All lines in the entries below that hold "SetLorawanVersion" make up the answer.

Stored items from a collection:
--------

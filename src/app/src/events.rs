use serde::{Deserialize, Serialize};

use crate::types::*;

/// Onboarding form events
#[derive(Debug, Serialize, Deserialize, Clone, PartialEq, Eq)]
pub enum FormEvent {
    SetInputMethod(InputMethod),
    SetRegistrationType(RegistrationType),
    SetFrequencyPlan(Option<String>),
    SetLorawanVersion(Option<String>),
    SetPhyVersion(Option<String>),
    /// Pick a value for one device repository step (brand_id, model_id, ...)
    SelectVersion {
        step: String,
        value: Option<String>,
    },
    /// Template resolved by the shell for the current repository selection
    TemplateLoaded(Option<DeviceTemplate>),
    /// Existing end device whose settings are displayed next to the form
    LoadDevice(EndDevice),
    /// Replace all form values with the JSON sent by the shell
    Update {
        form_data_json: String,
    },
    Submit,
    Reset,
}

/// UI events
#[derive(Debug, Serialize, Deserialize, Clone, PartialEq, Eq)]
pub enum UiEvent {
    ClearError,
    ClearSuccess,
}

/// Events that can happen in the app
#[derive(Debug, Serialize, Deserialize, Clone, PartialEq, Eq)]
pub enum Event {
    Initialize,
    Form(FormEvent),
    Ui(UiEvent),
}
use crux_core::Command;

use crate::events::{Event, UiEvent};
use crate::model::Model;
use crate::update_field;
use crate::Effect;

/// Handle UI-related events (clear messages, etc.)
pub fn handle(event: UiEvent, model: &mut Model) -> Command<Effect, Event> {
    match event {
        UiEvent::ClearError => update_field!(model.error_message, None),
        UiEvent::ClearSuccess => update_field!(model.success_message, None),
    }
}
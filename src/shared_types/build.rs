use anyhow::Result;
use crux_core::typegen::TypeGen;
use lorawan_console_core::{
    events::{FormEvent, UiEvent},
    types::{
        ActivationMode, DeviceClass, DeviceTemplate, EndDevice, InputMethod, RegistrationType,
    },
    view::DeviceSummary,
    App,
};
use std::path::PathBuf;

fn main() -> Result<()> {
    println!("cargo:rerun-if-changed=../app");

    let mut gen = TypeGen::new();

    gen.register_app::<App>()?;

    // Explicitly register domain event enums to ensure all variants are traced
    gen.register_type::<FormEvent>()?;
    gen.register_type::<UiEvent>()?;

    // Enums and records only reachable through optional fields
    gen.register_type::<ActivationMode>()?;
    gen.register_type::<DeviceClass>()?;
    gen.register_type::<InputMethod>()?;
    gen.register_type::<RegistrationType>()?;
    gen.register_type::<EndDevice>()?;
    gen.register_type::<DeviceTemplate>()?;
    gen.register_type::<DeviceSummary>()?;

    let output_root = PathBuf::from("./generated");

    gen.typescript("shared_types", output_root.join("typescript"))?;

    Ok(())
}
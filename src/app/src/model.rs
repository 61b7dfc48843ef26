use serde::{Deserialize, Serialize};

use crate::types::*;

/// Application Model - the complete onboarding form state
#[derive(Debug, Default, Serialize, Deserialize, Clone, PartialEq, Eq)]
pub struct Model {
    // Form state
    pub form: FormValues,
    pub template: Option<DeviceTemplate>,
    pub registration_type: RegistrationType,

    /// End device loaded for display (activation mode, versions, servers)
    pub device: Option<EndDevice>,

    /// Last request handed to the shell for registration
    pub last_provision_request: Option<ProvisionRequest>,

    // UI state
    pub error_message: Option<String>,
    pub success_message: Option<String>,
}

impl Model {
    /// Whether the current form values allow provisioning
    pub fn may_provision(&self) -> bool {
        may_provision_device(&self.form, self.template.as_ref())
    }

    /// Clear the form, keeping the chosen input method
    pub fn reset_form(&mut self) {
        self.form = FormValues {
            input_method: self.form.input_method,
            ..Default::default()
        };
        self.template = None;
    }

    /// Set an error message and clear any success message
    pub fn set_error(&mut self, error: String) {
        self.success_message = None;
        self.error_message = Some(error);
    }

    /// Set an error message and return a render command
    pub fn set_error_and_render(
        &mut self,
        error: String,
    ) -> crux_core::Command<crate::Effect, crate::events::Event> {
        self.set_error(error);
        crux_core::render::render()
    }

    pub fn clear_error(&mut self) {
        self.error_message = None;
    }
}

--------

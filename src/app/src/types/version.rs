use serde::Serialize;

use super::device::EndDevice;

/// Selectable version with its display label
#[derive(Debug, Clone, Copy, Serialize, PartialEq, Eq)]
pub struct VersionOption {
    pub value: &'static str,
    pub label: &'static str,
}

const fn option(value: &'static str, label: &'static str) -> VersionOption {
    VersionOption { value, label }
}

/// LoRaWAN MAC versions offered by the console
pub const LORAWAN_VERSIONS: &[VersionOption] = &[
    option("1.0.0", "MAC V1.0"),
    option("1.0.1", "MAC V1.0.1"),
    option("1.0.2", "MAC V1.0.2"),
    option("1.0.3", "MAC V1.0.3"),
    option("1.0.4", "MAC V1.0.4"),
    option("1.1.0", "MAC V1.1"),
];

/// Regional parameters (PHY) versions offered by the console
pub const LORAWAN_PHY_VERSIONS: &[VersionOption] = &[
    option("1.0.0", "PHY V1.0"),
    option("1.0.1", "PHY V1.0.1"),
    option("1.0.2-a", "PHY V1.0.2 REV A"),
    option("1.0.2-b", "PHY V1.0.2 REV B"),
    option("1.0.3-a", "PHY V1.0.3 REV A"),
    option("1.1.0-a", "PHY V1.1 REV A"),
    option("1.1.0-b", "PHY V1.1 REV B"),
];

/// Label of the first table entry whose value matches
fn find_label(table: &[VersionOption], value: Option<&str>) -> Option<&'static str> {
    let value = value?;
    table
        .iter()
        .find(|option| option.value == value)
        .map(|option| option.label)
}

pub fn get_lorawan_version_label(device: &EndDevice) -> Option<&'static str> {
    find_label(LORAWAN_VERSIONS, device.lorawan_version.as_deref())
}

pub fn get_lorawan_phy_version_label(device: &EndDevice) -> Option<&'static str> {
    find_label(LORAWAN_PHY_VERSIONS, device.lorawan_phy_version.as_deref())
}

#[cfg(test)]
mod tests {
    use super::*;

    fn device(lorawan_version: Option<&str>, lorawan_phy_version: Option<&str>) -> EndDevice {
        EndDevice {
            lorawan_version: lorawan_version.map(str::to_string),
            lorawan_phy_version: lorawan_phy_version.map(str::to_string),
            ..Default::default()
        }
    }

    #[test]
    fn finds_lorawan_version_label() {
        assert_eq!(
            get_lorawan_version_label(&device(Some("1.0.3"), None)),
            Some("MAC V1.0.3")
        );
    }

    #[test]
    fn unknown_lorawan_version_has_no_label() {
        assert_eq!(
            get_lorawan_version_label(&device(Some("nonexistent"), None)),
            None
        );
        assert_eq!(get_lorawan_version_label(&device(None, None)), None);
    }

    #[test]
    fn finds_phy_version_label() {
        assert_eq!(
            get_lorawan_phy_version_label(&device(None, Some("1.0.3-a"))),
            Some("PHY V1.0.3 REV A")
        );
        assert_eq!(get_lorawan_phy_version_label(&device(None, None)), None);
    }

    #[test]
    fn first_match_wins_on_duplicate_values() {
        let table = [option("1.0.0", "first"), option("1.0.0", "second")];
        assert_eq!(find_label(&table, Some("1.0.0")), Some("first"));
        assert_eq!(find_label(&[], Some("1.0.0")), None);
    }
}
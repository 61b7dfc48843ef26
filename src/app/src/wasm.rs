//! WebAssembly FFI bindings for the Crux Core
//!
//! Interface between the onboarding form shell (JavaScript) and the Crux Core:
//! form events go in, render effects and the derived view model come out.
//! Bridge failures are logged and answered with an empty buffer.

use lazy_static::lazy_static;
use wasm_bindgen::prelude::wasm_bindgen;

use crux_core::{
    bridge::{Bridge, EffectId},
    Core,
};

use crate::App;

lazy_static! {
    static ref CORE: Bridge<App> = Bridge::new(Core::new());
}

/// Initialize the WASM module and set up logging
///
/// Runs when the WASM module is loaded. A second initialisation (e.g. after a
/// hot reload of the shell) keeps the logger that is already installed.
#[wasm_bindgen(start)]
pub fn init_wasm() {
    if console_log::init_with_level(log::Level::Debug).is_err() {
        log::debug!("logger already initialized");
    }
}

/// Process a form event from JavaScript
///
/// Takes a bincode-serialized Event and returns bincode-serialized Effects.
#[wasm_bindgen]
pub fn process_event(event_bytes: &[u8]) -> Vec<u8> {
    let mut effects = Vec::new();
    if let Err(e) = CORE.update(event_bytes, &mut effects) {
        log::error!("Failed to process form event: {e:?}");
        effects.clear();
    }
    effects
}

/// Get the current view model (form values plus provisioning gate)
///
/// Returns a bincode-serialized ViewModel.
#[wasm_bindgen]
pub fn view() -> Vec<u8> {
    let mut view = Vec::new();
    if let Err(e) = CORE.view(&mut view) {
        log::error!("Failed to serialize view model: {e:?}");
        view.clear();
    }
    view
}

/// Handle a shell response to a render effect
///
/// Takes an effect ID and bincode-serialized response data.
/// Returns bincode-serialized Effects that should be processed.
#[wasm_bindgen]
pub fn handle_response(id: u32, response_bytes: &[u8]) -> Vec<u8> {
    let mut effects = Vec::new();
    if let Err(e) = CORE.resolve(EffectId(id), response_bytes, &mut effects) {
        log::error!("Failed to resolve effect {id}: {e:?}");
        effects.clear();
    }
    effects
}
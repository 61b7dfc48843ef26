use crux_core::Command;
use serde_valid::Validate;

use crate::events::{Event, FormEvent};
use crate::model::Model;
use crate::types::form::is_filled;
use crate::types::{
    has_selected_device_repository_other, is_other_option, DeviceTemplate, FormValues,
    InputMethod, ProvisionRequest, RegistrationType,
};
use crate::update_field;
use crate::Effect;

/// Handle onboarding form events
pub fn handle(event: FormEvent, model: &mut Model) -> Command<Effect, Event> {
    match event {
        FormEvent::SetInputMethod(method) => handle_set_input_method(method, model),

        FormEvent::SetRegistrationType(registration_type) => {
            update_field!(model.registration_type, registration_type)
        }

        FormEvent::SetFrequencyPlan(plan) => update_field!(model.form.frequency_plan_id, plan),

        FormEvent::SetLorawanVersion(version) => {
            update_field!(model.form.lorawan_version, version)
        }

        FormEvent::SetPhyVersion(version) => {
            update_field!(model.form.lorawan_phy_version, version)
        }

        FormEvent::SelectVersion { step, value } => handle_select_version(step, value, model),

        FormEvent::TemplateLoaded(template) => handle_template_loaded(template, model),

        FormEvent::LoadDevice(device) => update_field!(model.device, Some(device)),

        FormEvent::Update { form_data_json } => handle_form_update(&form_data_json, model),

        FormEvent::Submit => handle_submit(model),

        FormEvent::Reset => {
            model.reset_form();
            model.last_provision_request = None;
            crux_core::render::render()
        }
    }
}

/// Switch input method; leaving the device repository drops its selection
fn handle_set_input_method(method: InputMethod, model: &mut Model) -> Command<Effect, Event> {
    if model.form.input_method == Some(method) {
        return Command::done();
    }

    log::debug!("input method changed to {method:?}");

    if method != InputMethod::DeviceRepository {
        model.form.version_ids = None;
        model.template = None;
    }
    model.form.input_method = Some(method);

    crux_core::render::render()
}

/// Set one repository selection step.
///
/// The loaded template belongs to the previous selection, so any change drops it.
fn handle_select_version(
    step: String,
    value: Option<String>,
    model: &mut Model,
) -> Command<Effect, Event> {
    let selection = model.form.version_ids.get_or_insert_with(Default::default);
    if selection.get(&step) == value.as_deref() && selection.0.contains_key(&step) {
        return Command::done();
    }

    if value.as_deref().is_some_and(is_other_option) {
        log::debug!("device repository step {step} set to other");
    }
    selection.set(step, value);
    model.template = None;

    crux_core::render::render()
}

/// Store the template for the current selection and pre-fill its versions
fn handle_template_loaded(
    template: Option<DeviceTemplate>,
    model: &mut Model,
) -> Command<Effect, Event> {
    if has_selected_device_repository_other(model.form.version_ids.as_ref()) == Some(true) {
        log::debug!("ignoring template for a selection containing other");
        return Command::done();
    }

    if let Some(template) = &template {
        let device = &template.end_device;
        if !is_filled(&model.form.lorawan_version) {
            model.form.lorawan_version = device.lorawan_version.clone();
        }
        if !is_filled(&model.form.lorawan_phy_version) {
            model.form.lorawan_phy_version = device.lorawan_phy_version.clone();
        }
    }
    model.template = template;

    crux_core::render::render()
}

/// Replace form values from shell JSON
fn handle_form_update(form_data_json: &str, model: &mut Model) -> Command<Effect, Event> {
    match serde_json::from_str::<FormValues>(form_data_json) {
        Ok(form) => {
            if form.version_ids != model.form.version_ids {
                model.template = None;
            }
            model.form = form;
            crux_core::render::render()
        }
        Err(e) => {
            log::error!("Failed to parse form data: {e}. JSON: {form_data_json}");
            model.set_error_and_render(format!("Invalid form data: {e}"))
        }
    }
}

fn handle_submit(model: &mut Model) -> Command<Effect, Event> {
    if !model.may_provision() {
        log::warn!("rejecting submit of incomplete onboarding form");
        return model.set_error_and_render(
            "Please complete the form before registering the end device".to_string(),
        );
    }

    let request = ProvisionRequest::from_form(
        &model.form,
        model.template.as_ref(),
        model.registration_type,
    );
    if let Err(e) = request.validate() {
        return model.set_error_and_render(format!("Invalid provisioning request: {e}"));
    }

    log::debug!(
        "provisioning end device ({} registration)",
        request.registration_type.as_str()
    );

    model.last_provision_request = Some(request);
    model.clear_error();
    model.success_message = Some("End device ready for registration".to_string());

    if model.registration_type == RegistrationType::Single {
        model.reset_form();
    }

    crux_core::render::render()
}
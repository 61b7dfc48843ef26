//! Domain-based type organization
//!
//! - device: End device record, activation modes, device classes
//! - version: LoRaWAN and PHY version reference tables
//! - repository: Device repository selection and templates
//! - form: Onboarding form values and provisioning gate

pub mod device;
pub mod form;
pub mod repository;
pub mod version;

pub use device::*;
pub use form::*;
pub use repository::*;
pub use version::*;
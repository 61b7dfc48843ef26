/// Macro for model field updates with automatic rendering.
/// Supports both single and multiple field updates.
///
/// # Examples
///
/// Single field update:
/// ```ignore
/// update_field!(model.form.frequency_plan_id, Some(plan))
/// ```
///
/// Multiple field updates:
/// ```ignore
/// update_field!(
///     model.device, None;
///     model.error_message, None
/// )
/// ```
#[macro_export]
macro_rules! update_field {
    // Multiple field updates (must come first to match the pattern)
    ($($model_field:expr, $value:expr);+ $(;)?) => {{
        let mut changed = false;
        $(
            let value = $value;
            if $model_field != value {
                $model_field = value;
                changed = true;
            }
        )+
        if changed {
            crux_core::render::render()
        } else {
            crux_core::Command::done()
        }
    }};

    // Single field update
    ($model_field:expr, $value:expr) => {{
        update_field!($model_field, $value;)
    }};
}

--------

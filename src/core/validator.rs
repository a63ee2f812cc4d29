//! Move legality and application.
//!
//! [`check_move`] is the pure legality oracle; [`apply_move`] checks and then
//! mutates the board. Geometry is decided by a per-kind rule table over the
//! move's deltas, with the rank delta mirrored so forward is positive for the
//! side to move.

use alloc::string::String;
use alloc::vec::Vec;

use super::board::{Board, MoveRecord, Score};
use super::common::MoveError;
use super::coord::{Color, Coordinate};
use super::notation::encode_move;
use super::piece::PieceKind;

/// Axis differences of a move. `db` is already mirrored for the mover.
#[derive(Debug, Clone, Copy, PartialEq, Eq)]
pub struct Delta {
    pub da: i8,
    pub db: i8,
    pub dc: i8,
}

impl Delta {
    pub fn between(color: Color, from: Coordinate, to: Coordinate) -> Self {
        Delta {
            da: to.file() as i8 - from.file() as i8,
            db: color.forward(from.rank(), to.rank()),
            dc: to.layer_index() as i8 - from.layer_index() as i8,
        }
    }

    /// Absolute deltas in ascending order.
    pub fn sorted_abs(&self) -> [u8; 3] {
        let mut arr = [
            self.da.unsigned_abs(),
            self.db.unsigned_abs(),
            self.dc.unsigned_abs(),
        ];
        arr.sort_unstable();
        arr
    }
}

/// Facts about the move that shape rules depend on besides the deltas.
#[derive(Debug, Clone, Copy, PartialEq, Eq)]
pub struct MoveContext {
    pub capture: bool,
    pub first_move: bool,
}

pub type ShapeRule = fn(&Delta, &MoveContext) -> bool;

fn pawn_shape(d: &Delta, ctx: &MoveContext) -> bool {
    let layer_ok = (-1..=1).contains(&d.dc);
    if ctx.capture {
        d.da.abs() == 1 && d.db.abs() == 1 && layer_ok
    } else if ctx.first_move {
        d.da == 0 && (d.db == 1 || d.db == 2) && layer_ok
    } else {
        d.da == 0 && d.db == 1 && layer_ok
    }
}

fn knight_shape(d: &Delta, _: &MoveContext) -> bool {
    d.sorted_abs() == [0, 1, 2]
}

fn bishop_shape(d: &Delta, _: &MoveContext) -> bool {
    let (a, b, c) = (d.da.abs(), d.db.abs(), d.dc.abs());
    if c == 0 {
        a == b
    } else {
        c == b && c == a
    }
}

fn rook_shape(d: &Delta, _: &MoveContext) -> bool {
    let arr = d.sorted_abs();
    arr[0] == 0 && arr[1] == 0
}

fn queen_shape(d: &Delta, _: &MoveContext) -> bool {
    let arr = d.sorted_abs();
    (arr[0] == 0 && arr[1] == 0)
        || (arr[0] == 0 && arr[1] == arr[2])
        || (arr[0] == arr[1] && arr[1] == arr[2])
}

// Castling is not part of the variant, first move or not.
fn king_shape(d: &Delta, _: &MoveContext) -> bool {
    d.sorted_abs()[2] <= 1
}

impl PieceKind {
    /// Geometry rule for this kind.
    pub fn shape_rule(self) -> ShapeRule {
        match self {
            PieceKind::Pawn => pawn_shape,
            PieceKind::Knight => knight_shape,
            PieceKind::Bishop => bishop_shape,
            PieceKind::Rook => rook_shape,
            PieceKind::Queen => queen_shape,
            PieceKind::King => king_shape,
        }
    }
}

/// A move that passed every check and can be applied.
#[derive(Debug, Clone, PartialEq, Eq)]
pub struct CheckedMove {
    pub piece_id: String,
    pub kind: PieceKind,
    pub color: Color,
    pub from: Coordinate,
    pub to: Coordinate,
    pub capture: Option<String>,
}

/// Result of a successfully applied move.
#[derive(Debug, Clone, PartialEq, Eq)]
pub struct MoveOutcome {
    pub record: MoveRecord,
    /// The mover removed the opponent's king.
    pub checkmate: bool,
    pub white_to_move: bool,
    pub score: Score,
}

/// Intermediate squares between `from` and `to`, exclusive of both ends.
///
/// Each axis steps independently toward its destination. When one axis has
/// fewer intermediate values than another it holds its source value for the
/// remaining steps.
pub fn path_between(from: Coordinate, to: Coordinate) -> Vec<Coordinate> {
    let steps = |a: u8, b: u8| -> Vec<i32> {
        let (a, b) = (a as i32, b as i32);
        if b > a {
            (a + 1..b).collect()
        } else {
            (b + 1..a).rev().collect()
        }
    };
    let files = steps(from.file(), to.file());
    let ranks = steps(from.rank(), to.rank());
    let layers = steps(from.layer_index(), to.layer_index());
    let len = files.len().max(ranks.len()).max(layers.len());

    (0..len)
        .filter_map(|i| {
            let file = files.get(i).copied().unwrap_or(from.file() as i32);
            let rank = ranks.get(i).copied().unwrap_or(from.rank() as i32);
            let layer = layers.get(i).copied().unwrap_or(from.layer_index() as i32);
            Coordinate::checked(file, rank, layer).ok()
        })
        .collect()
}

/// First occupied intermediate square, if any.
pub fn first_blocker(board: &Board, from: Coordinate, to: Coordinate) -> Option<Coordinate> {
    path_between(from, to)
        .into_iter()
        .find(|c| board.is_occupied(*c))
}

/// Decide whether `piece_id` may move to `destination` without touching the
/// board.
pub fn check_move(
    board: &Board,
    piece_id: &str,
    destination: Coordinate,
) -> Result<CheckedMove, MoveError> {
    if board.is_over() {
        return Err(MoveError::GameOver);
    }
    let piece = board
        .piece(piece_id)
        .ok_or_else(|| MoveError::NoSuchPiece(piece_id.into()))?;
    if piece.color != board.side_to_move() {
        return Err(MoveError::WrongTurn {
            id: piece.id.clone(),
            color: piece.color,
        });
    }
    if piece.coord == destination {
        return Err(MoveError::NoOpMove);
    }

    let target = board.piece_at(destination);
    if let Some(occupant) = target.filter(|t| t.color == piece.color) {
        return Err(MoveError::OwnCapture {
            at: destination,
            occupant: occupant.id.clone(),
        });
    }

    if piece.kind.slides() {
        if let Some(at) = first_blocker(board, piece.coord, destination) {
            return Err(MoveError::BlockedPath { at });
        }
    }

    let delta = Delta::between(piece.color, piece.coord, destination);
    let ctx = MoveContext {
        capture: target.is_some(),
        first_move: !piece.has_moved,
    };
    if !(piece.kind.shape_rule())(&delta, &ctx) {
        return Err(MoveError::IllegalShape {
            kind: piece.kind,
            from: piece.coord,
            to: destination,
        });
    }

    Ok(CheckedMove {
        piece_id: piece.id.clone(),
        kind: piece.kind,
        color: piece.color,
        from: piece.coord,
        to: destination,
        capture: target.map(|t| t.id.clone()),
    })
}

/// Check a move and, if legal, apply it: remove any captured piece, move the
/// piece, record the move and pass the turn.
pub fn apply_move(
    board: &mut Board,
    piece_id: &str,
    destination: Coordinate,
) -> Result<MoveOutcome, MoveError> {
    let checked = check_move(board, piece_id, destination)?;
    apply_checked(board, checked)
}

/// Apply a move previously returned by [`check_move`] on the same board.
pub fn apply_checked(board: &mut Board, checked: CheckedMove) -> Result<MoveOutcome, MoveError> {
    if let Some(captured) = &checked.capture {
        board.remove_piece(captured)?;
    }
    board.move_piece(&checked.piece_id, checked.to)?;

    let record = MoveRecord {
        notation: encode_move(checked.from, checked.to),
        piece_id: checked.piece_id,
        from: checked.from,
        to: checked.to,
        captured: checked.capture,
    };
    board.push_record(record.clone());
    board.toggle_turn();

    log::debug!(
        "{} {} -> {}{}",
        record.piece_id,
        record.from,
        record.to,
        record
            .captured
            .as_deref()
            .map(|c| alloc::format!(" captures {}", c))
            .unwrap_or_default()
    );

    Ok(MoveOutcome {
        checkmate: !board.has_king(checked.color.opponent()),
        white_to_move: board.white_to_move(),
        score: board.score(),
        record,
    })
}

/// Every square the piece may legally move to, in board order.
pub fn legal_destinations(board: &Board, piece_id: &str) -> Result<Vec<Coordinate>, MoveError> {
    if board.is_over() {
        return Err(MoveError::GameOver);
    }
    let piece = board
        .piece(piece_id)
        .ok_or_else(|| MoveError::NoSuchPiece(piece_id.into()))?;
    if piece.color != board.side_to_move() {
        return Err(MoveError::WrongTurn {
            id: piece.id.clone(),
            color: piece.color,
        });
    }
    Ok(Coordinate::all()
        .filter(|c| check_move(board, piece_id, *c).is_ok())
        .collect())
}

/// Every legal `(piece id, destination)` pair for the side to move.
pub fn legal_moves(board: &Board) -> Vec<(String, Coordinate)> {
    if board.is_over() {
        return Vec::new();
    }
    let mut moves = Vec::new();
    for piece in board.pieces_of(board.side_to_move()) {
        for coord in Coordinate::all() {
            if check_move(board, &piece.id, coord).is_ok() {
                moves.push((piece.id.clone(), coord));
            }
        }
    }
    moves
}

--------

Answer for the task:
    SetLorawanVersion(Option<String>),
        FormEvent::SetLorawanVersion(version) => {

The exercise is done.